- Prompt -
Copy each line of the records that contains the word "radius".

# # # # # # #

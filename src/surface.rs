// Drawing target for the particle field. Alpha is passed with every circle so the
// shared context state is set right before each fill

use crate::color::Color;
use std::f64::consts::PI;
use vecmath::Vector2;
use web_sys::CanvasRenderingContext2d;

pub trait Surface {
    fn width(&self) -> f64;
    fn height(&self) -> f64;
    fn clear(&self);
    fn draw_circle(&self, pos: Vector2<f64>, radius: f64, color: Color, alpha: f64);
}

pub struct CanvasSurface {
    context: CanvasRenderingContext2d,
}

impl CanvasSurface {
    pub fn new(context: CanvasRenderingContext2d) -> Self {
        CanvasSurface { context }
    }

    fn canvas_size(&self) -> (f64, f64) {
        match self.context.canvas() {
            Some(canvas) => (canvas.width() as f64, canvas.height() as f64),
            None => (0.0, 0.0),
        }
    }
}

impl Surface for CanvasSurface {
    fn width(&self) -> f64 {
        self.canvas_size().0
    }

    fn height(&self) -> f64 {
        self.canvas_size().1
    }

    fn clear(&self) {
        let (width, height) = self.canvas_size();
        self.context.clear_rect(0.0, 0.0, width, height);
    }

    fn draw_circle(&self, pos: Vector2<f64>, radius: f64, color: Color, alpha: f64) {
        self.context.begin_path();
        // arc only fails on a negative radius, which the pool never keeps
        let _ = self.context.arc(pos[0], pos[1], radius, 0.0, PI * 2.0);
        #[allow(deprecated)]
        self.context.set_fill_style(&color.to_css().into());
        self.context.set_global_alpha(alpha);
        self.context.fill();
    }
}
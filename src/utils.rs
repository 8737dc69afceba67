pub fn set_panic_hook() {
    // When the `console_error_panic_hook` feature is enabled, we can call the
    // `set_panic_hook` function at least once during initialization, and then
    // we will get better error messages if our code ever panics.
    //
    // For more details see
    // https://github.com/rustwasm/console_error_panic_hook#readme
    #[cfg(feature = "console_error_panic_hook")]
    console_error_panic_hook::set_once();
}

// Routes the `log` macros to the browser console. A second call is ignored
pub fn init_logger() {
    if console_log::init_with_level(log::Level::Info).is_err() {
        log::debug!("console logger already installed");
    }
}
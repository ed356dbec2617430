//! # TypeBus Core
//!
//! Per-event-type registries, subscription handles and reentrancy-safe
//! synchronous dispatch for TypeBus.

pub mod error;
pub mod registry;
pub mod types;

pub use error::{Error, Result};

pub use registry::{
    init_registries, registries, BareListener, ErasedRegistry, Event, EventHandle,
    EventRegistry, Listener, RegistryConfig, RegistryStats, RegistryTable, SubscriptionId,
};

pub use types::{
    BareCallback, BareOneShotCallback, OneShotCallback, PayloadCallback, SharedRegistry,
};
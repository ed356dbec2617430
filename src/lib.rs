//! # TypeBus
//!
//! A typed, in-process publish/subscribe registry:
//! - One registry per event type, created lazily on first use
//! - O(1) subscribe/unsubscribe through swap-removal
//! - Listeners may subscribe, unsubscribe and raise again mid-dispatch
//! - One-shot callbacks that fire on the next raise only
//!
//! ## Architecture
//!
//! TypeBus is organized as a workspace:
//!
//! 1. **typebus-core** - Registries, subscription handles, dispatch, errors
//! 2. **typebus** - Re-exports, logging setup and the demo binary

pub use typebus_core::registry;
pub use typebus_core::types;

pub use typebus_core::{
    init_registries, registries, BareListener, ErasedRegistry, Error, Event, EventHandle,
    EventRegistry, Listener, RegistryConfig, RegistryStats, RegistryTable, Result,
    SharedRegistry, SubscriptionId,
};

/// Library version
pub const VERSION: &str = env!("CARGO_PKG_VERSION");

/// Build date (set at compile time)
pub const BUILD_DATE: &str = env!("BUILD_DATE");

/// Initialize logging with the default configuration
///
/// Sets up structured logging with:
/// - Console output with pretty formatting
/// - RUST_LOG environment variable support
/// - INFO as the default level
pub fn init_logging() -> anyhow::Result<()> {
    use tracing_subscriber::fmt;
    use tracing_subscriber::prelude::*;
    use tracing_subscriber::EnvFilter;

    let env_filter = EnvFilter::try_from_default_env()
        .unwrap_or_else(|_| EnvFilter::new(tracing::Level::INFO.to_string()));

    let fmt_layer = fmt::layer()
        .with_writer(std::io::stdout)
        .with_target(true)
        .with_level(true)
        .with_thread_ids(true)
        .with_thread_names(true)
        .with_line_number(true)
        .pretty();

    tracing_subscriber::registry()
        .with(env_filter)
        .with(fmt_layer)
        .try_init()?;

    Ok(())
}
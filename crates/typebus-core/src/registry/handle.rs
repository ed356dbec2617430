//! Subscription handles.
//!
//! An [`EventHandle`] is the user-held side of one registration. It owns the
//! callbacks, knows which registry it belongs to, and exposes the
//! pause/resume/dispose lifecycle. The registry holds the same
//! subscription state through its own `Arc` and keeps the stored index in sync
//! with the subscription's position in the active list.
//!
//! Dropping a handle does not unsubscribe it. Registration ends only through
//! [`EventHandle::pause`] or [`EventHandle::dispose`].

use parking_lot::RwLock;
use std::fmt;
use std::sync::atomic::{AtomicBool, AtomicUsize, Ordering};
use std::sync::Arc;
use uuid::Uuid;

use super::event::Event;
use super::listener::{BareListener, Listener};
use super::table::registries;
use crate::types::SharedRegistry;

/// Stored index of a subscription that is not in any active list.
const UNREGISTERED: usize = usize::MAX;

/// Unique identity of a subscription, used in logs and introspection
#[derive(Debug, Clone, Copy, PartialEq, Eq, Hash)]
pub struct SubscriptionId(Uuid);

impl SubscriptionId {
    /// Create a new unique subscription ID
    fn new() -> Self {
        Self(Uuid::new_v4())
    }
}

impl fmt::Display for SubscriptionId {
    fn fmt(&self, f: &mut fmt::Formatter<'_>) -> fmt::Result {
        write!(f, "Sub({})", &self.0.to_string()[..8])
    }
}

/// Callback lists, replaced copy-on-write so dispatch can snapshot them.
struct Callbacks<E> {
    payload: Arc<Vec<Listener<E>>>,
    bare: Arc<Vec<BareListener>>,
}

/// Registration state shared between a handle and its registry.
pub(crate) struct Subscription<E> {
    id: SubscriptionId,
    index: AtomicUsize,
    disposed: AtomicBool,
    callbacks: RwLock<Callbacks<E>>,
}

impl<E> Subscription<E> {
    fn new() -> Self {
        Self {
            id: SubscriptionId::new(),
            index: AtomicUsize::new(UNREGISTERED),
            disposed: AtomicBool::new(false),
            callbacks: RwLock::new(Callbacks {
                payload: Arc::new(Vec::new()),
                bare: Arc::new(Vec::new()),
            }),
        }
    }

    /// Unique identity of this subscription.
    pub fn id(&self) -> SubscriptionId {
        self.id
    }

    /// Position in the owning registry's active list, if registered.
    pub fn index(&self) -> Option<usize> {
        match self.index.load(Ordering::Acquire) {
            UNREGISTERED => None,
            index => Some(index),
        }
    }

    /// Only the registry calls this, while holding its lock.
    pub(crate) fn set_index(&self, index: Option<usize>) {
        self.index
            .store(index.unwrap_or(UNREGISTERED), Ordering::Release);
    }

    pub(crate) fn has_callbacks(&self) -> bool {
        let callbacks = self.callbacks.read();
        !callbacks.payload.is_empty() || !callbacks.bare.is_empty()
    }

    fn listener_count(&self) -> usize {
        let callbacks = self.callbacks.read();
        callbacks.payload.len() + callbacks.bare.len()
    }

    /// Invoke payload callbacks, then payload-less ones.
    ///
    /// The lists are snapshotted first so a callback may edit its own handle.
    pub(crate) fn invoke(&self, event: &E) {
        let (payload, bare) = {
            let callbacks = self.callbacks.read();
            (
                Arc::clone(&callbacks.payload),
                Arc::clone(&callbacks.bare),
            )
        };
        for listener in payload.iter() {
            listener.call(event);
        }
        for listener in bare.iter() {
            listener.call();
        }
    }
}

impl<E> fmt::Debug for Subscription<E> {
    fn fmt(&self, f: &mut fmt::Formatter<'_>) -> fmt::Result {
        f.debug_struct("Subscription")
            .field("id", &self.id)
            .field("index", &self.index())
            .field("listeners", &self.listener_count())
            .finish()
    }
}

/// A user-held registration of callbacks for event type `E`.
///
/// Handles are cheap to clone; clones refer to the same registration, which
/// lets a callback capture its own handle (or another one) and pause it.
/// A callback that captures its own handle forms a reference cycle that is
/// broken by [`dispose`](Self::dispose).
pub struct EventHandle<E: Event> {
    subscription: Arc<Subscription<E>>,
    registry: SharedRegistry<E>,
}

impl<E: Event> EventHandle<E> {
    /// Subscribe a payload-accepting callback on the global registry for `E`.
    pub fn subscribe<F>(f: F) -> Self
    where
        F: Fn(&E) + Send + Sync + 'static,
    {
        Self::subscribe_in(&registries().registry::<E>(), f)
    }

    /// Subscribe a payload-less callback on the global registry for `E`.
    pub fn subscribe_bare<F>(f: F) -> Self
    where
        F: Fn() + Send + Sync + 'static,
    {
        Self::subscribe_bare_in(&registries().registry::<E>(), f)
    }

    /// Subscribe a payload-accepting callback on an explicit registry.
    pub fn subscribe_in<F>(registry: &SharedRegistry<E>, f: F) -> Self
    where
        F: Fn(&E) + Send + Sync + 'static,
    {
        let handle = Self::inactive_in(registry);
        handle.add(Listener::new(f));
        handle.resume();
        handle
    }

    /// Subscribe a payload-less callback on an explicit registry.
    pub fn subscribe_bare_in<F>(registry: &SharedRegistry<E>, f: F) -> Self
    where
        F: Fn() + Send + Sync + 'static,
    {
        let handle = Self::inactive_in(registry);
        handle.add_bare(BareListener::new(f));
        handle.resume();
        handle
    }

    /// Create an unregistered handle with no callbacks.
    ///
    /// Useful when a callback needs to capture its own handle: attach the
    /// callbacks with [`add`](Self::add), then call [`resume`](Self::resume).
    pub fn inactive_in(registry: &SharedRegistry<E>) -> Self {
        Self {
            subscription: Arc::new(Subscription::new()),
            registry: Arc::clone(registry),
        }
    }

    /// Attach another payload-accepting callback without re-registering.
    pub fn add(&self, listener: Listener<E>) {
        if self.is_disposed() {
            tracing::debug!("Ignoring add on disposed {}", self.id());
            return;
        }
        let mut callbacks = self.subscription.callbacks.write();
        Arc::make_mut(&mut callbacks.payload).push(listener);
    }

    /// Detach the first matching payload-accepting callback.
    ///
    /// Returns true if a callback was removed.
    pub fn remove(&self, listener: &Listener<E>) -> bool {
        let mut callbacks = self.subscription.callbacks.write();
        let list = Arc::make_mut(&mut callbacks.payload);
        match list.iter().position(|l| l == listener) {
            Some(pos) => {
                list.remove(pos);
                true
            }
            None => false,
        }
    }

    /// Attach another payload-less callback without re-registering.
    pub fn add_bare(&self, listener: BareListener) {
        if self.is_disposed() {
            tracing::debug!("Ignoring add on disposed {}", self.id());
            return;
        }
        let mut callbacks = self.subscription.callbacks.write();
        Arc::make_mut(&mut callbacks.bare).push(listener);
    }

    /// Detach the first matching payload-less callback.
    pub fn remove_bare(&self, listener: &BareListener) -> bool {
        let mut callbacks = self.subscription.callbacks.write();
        let list = Arc::make_mut(&mut callbacks.bare);
        match list.iter().position(|l| l == listener) {
            Some(pos) => {
                list.remove(pos);
                true
            }
            None => false,
        }
    }

    /// Remove this handle from its registry, keeping its callbacks.
    ///
    /// Idempotent. During a dispatch the removal takes effect once the
    /// outermost raise completes.
    pub fn pause(&self) {
        self.registry.unregister(&self.subscription);
    }

    /// Register this handle with its registry.
    ///
    /// Idempotent. A handle without callbacks, including a disposed one, is
    /// never registered.
    pub fn resume(&self) {
        if self.is_disposed() || !self.subscription.has_callbacks() {
            tracing::trace!("Not registering {} without callbacks", self.id());
            return;
        }
        self.registry.register(&self.subscription);
    }

    /// Pause and release every callback. Terminal.
    pub fn dispose(&self) {
        self.pause();
        self.subscription.disposed.store(true, Ordering::Release);
        let mut callbacks = self.subscription.callbacks.write();
        callbacks.payload = Arc::new(Vec::new());
        callbacks.bare = Arc::new(Vec::new());
        tracing::debug!("Subscription {} disposed", self.id());
    }

    /// True while the handle holds a slot in the registry's active list.
    pub fn is_active(&self) -> bool {
        self.subscription.index().is_some()
    }

    /// True once [`dispose`](Self::dispose) has been called.
    pub fn is_disposed(&self) -> bool {
        self.subscription.disposed.load(Ordering::Acquire)
    }

    /// Position in the registry's active list, if registered.
    pub fn index(&self) -> Option<usize> {
        self.subscription.index()
    }

    /// Unique identity of this registration.
    pub fn id(&self) -> SubscriptionId {
        self.subscription.id()
    }

    /// Total number of attached callbacks of both shapes.
    pub fn listener_count(&self) -> usize {
        self.subscription.listener_count()
    }

    /// The registry this handle registers with.
    pub fn registry(&self) -> &SharedRegistry<E> {
        &self.registry
    }
}

impl<E: Event> Clone for EventHandle<E> {
    fn clone(&self) -> Self {
        Self {
            subscription: Arc::clone(&self.subscription),
            registry: Arc::clone(&self.registry),
        }
    }
}

impl<E: Event> fmt::Debug for EventHandle<E> {
    fn fmt(&self, f: &mut fmt::Formatter<'_>) -> fmt::Result {
        f.debug_struct("EventHandle")
            .field("event", &E::event_name())
            .field("subscription", &self.subscription)
            .finish()
    }
}
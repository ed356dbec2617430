//! # Event Registry Module
//!
//! Typed, in-process publish/subscribe. Producers raise a value of some event
//! type `E`; every [`EventHandle`] registered with the [`EventRegistry`] for
//! `E` is invoked synchronously, followed by any one-shot callbacks.
//!
//! ## Overview
//!
//! - One registry per event type, held by a [`RegistryTable`] and created on
//!   first use
//! - Subscribe/unsubscribe are O(1) (append and swap-removal)
//! - Listeners may subscribe, unsubscribe and raise again while a dispatch
//!   is running; structural changes are deferred until the outermost raise
//!   on that registry returns
//! - A panicking listener propagates to the caller without leaving the
//!   registry stuck in its dispatching state
//!
//! ## Usage
//!
//! ```rust,ignore
//! use typebus_core::registry::{registries, EventHandle};
//!
//! #[derive(Debug, Default)]
//! struct Ping { count: i32 }
//!
//! let handle = EventHandle::subscribe(|ping: &Ping| {
//!     println!("ping {}", ping.count);
//! });
//!
//! registries().raise(&Ping { count: 5 });
//!
//! handle.dispose();
//! ```

mod config;
mod event;
mod handle;
mod listener;
mod one_shot;
#[allow(clippy::module_inception)]
mod registry;
mod table;

pub use config::RegistryConfig;
pub use event::Event;
pub use handle::{EventHandle, SubscriptionId};
pub use listener::{BareListener, Listener};
pub use registry::{EventRegistry, RegistryStats};
pub use table::{init_registries, registries, ErasedRegistry, RegistryTable};

/// Convenience macro to raise an event on the global registry table
#[macro_export]
macro_rules! raise {
    ($event:expr) => {
        $crate::registry::registries().raise(&$event)
    };
}

/// Convenience macro to subscribe a callback on the global registry table
#[macro_export]
macro_rules! subscribe {
    ($handler:expr) => {
        $crate::registry::EventHandle::subscribe($handler)
    };
}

# # # # # # #

- Response to this exercise -
    fn draw_circle(&self, pos: Vector2<f64>, radius: f64, color: Color, alpha: f64);
    fn draw_circle(&self, pos: Vector2<f64>, radius: f64, color: Color, alpha: f64) {
        // arc only fails on a negative radius, which the pool never keeps
        let _ = self.context.arc(pos[0], pos[1], radius, 0.0, PI * 2.0);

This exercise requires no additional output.